[Saved data entries]

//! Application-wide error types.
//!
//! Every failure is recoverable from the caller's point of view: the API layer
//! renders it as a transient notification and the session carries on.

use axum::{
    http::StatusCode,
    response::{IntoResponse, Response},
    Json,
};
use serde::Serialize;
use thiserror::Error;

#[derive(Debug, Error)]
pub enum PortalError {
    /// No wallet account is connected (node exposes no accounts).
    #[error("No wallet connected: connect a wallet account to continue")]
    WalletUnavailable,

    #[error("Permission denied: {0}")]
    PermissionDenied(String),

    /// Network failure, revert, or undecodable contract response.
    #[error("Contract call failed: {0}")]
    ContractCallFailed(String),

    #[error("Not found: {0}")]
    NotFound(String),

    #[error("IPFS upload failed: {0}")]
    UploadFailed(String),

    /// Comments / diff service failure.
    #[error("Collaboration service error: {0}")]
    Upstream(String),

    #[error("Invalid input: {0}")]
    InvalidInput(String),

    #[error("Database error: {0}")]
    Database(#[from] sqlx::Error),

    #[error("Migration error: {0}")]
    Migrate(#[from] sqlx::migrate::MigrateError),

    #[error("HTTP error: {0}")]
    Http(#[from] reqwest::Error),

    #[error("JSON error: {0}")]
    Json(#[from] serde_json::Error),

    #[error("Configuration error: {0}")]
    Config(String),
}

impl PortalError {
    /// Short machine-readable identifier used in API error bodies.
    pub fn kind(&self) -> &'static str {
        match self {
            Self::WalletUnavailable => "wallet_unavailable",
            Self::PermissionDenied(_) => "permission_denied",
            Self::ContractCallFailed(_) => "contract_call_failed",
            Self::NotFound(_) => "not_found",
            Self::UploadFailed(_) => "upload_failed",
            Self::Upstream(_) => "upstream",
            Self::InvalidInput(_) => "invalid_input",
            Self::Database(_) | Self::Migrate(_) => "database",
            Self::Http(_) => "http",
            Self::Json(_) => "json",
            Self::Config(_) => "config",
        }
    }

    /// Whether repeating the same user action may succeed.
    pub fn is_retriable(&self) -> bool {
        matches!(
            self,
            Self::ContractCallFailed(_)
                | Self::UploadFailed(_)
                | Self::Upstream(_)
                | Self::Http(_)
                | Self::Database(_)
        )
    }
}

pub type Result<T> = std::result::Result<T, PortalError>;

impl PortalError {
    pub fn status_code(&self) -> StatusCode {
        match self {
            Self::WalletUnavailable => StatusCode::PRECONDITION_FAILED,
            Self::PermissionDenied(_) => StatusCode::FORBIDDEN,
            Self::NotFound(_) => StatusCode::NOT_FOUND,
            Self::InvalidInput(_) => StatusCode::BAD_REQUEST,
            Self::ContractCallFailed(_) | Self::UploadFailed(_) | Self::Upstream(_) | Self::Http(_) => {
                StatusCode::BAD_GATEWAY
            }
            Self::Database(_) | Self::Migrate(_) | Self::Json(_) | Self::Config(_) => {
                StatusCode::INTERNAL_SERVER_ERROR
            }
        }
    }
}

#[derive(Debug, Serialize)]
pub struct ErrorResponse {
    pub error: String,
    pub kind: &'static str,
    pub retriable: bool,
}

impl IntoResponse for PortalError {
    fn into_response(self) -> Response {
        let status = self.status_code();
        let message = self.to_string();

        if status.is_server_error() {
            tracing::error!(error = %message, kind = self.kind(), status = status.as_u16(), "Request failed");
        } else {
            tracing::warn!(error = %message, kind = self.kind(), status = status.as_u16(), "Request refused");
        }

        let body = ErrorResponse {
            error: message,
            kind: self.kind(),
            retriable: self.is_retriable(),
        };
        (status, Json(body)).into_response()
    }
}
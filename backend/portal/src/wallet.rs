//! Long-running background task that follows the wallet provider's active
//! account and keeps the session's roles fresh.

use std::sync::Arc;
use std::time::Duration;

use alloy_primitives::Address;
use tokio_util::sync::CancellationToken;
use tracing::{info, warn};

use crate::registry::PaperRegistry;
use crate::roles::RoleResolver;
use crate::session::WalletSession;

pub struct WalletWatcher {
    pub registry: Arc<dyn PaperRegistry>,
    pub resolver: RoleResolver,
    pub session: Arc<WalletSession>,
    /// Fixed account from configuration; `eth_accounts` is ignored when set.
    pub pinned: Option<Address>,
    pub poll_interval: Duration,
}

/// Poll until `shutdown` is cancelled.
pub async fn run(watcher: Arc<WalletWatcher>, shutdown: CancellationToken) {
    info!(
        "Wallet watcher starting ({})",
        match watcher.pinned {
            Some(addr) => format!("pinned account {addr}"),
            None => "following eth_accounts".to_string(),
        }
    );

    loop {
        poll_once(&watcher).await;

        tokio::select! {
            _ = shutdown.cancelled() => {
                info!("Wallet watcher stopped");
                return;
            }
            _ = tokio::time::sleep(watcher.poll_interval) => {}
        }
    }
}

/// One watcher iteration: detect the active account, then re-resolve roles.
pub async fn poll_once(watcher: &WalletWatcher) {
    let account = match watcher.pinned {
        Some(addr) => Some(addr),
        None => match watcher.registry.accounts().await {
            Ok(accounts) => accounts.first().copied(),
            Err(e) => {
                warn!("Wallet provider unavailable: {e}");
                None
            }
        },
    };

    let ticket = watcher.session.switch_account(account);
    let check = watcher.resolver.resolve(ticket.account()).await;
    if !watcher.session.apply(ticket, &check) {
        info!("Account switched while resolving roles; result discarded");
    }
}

# YOUR GOAL
Reproduce each line from the records that contains the word "PermissionDenied".

# ANSWER SECTION
    PermissionDenied(String),
            Self::PermissionDenied(_) => "permission_denied",
            Self::PermissionDenied(_) => StatusCode::FORBIDDEN,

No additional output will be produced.